Lately when i was debugging some PHP file with XDebug (under Eclipse on Ubuntu) i came across a strange behaviour:
print(__FILE__);
resulted in
"xdebug eval"
GEE!
So this magic constant seems not to work with this.
Anyone know a fix or a viable workaround? How to debug the debugger?
(Hardcoding a path is a PITA!)
The output you get is not incorrect. __FILE__
is a special constant that gets evaluated at parser time. When the PHP script gets compiled, it would really read something like this:
// test.php
<?php
"test.php";
?>
even though the script source was:
// test.php
<?php
__FILE__;
?>
This means that after parsing, there is no such "constant" __FILE__
at all, as it has already been replaced.
This means that if you do in an IDE, through DBGp's eval
command eval -- __FILE__
it can not give you the __FILE__
with any filename.
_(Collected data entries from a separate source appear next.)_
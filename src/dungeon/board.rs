//! Looped tile board construction.

use super::maps::MapConfig;
use super::types::{DungeonRunState, RunPhase, Tile, TileKind};
use crate::character::status::StatusEffectSet;
use crate::character::wanderer::Wanderer;
use std::collections::VecDeque;

/// Builds a square ring of `4 * (side - 1)` tiles. Index 0 is the start tile and
/// the other three corners sit at each `side - 1` step.
pub fn build_board(side: usize) -> Vec<Tile> {
    let edge = side.max(2) - 1;
    let count = 4 * edge;
    (0..count)
        .map(|index| {
            let kind = if index == 0 {
                TileKind::Start
            } else if index % edge == 0 {
                TileKind::Corner
            } else {
                TileKind::Empty
            };
            Tile::new(index, kind)
        })
        .collect()
}

impl DungeonRunState {
    /// Fresh run on `map`, starting in the spawn phase on tile 0.
    pub fn new(map: &MapConfig, wanderer: &Wanderer) -> Self {
        let max_hp = wanderer.max_hp();
        let max_sanity = wanderer.max_sanity();
        Self {
            map_id: map.id.clone(),
            theme: map.theme,
            tiles: build_board(map.side),
            position: 0,
            wave: 1,
            turn: 0,
            phase: RunPhase::Spawn,
            current_hp: max_hp,
            max_hp,
            sanity: max_sanity,
            max_sanity,
            status_effects: StatusEffectSet::new(),
            exp: wanderer.exp,
            level: wanderer.level.max(1),
            exp_to_next: DungeonRunState::exp_threshold(wanderer.level.max(1)),
            free_stat_points: 0,
            encountered_events: Vec::new(),
            pending_spawn: None,
            active_event: None,
            outcome: None,
            log: VecDeque::new(),
        }
    }
}
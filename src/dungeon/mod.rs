//! Dungeon run: looped board, spawn/move/action state machine, events and maps.

#![allow(unused_imports)]

pub mod board;
pub mod events;
pub mod logic;
pub mod maps;
pub mod types;

pub use maps::{get_map, MapConfig};
pub use types::*;
use serde::{Deserialize, Serialize};

/// Equipped weapon. `durability: None` never breaks.
#[derive(Debug, Clone, PartialEq, Serialize, Deserialize)]
pub struct Weapon {
    pub id: String,
    pub dmg_min: u32,
    pub dmg_max: u32,
    pub durability: Option<u32>,
}

impl Weapon {
    pub const FISTS_ID: &'static str = "fists";

    pub fn new(id: &str, dmg_min: u32, dmg_max: u32, durability: u32) -> Self {
        Self {
            id: id.to_string(),
            dmg_min: dmg_min.min(dmg_max),
            dmg_max: dmg_max.max(dmg_min),
            durability: Some(durability),
        }
    }

    /// Fallback that replaces a broken weapon. Attacks with it use unarmed rules.
    pub fn fists() -> Self {
        Self {
            id: Self::FISTS_ID.to_string(),
            dmg_min: 0,
            dmg_max: 0,
            durability: None,
        }
    }

    pub fn is_unarmed(&self) -> bool {
        self.id == Self::FISTS_ID
    }

    pub fn average_damage(&self) -> f64 {
        (self.dmg_min + self.dmg_max) as f64 / 2.0
    }
}

#[derive(Debug, Clone, PartialEq, Serialize, Deserialize)]
pub enum ItemKind {
    Material,
    Consumable { heal: u32 },
    Weapon(Weapon),
}

#[derive(Debug, Clone, PartialEq, Serialize, Deserialize)]
pub struct Item {
    pub id: String,
    pub weight: u32,
    pub kind: ItemKind,
}

impl Item {
    pub fn name_key(&self) -> String {
        format!("item.{}", self.id)
    }
}

#[cfg(test)]
mod tests {
    use super::*;

    #[test]
    fn test_weapon_range_normalized() {
        let w = Weapon::new("odd", 9, 4, 10);
        assert_eq!(w.dmg_min, 4);
        assert_eq!(w.dmg_max, 9);
        assert_eq!(w.average_damage(), 6.5);
    }

    #[test]
    fn test_fists_are_unarmed_and_unbreakable() {
        let fists = Weapon::fists();
        assert!(fists.is_unarmed());
        assert!(fists.durability.is_none());
        assert!(!Weapon::new("dagger", 2, 4, 5).is_unarmed());
    }
}
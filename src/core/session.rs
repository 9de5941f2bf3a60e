//! One active run: the wanderer, the dungeon, the current encounter and the
//! host's observer, owned together.
//!
//! Every public method leaves the session in a state [`GameSession::snapshot`]
//! can persist. Methods called in the wrong phase do nothing and return a
//! neutral value.

use super::constants::{LUCKY_CHEST_BONUS_CHANCE, SNAPSHOT_VERSION};
use super::log::LogLine;
use super::snapshot::SessionSnapshot;
use crate::character::attributes::StatType;
use crate::character::sanity::sanity_modifiers;
use crate::character::traits::{has_trait, TraitKind};
use crate::character::wanderer::Wanderer;
use crate::combat::logic::{self as combat_logic, CombatContext};
use crate::combat::monster::{spawn_from_pool, BodyPart, Monster};
use crate::combat::types::{
    Actor, AttackOutcome, CombatResult, CombatState, DamageRange, MonsterAttackOutcome,
    MonsterCombatant, Turn,
};
use crate::dungeon::events::{self, EventContext, EventResolution, EventStart};
use crate::dungeon::logic::{self as run_logic, MoveOutcome, TileInteraction};
use crate::dungeon::maps::{get_map, MapConfig};
use crate::dungeon::types::{
    ActiveEvent, ChestData, DungeonRunState, RunOutcome, RunPhase, SpawnRoll, TileObject,
};
use crate::items::inventory::{Inventory, Satchel};
use crate::items::loot::{roll_chest_loot, roll_monster_loot};
use crate::items::types::{Item, ItemKind};
use crate::utils::persistence::SaveError;
use rand::Rng;

/// Presentation hooks. All default to no-ops.
pub trait SessionObserver {
    /// A monster joined or left the encounter
    fn on_monster_set_changed(&mut self) {}
    /// HP, sanity or status effects changed
    fn on_hud_dirty(&mut self) {}
    /// Tile objects or visibility changed
    fn on_board_redraw(&mut self) {}
}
Instead, it uses the filename for the current context which is xdebug eval
or in later versions, xdebug://debug-eval
.
In essence, it's the same as doing this:
php -r 'eval("__FILE__;");'
Which also outputs:
Command line code(1) : eval()'d code
Xdebug looks for this sort of format, and changes it to xdebug://debug-eval
so that it can actually debug into eval'ed code.
__FILE__
works as expected in PHP source code, as can be proven with this snippet:
<?php $far = __FILE__; // now evaluate $far in your IDE ?>
Not an answer, but you probably could use __DIR__
in php 5.3.
UPD. Found that it often contains not what you expect it to.
I know it is an old question. I solved by assigning it to a variable, then it works fine!
$file = __FILE__;
include dirname($file) . '/../whateverfile.php';
Create a breakpoint on line print(__FILE__);
and analyse which variables are available to you.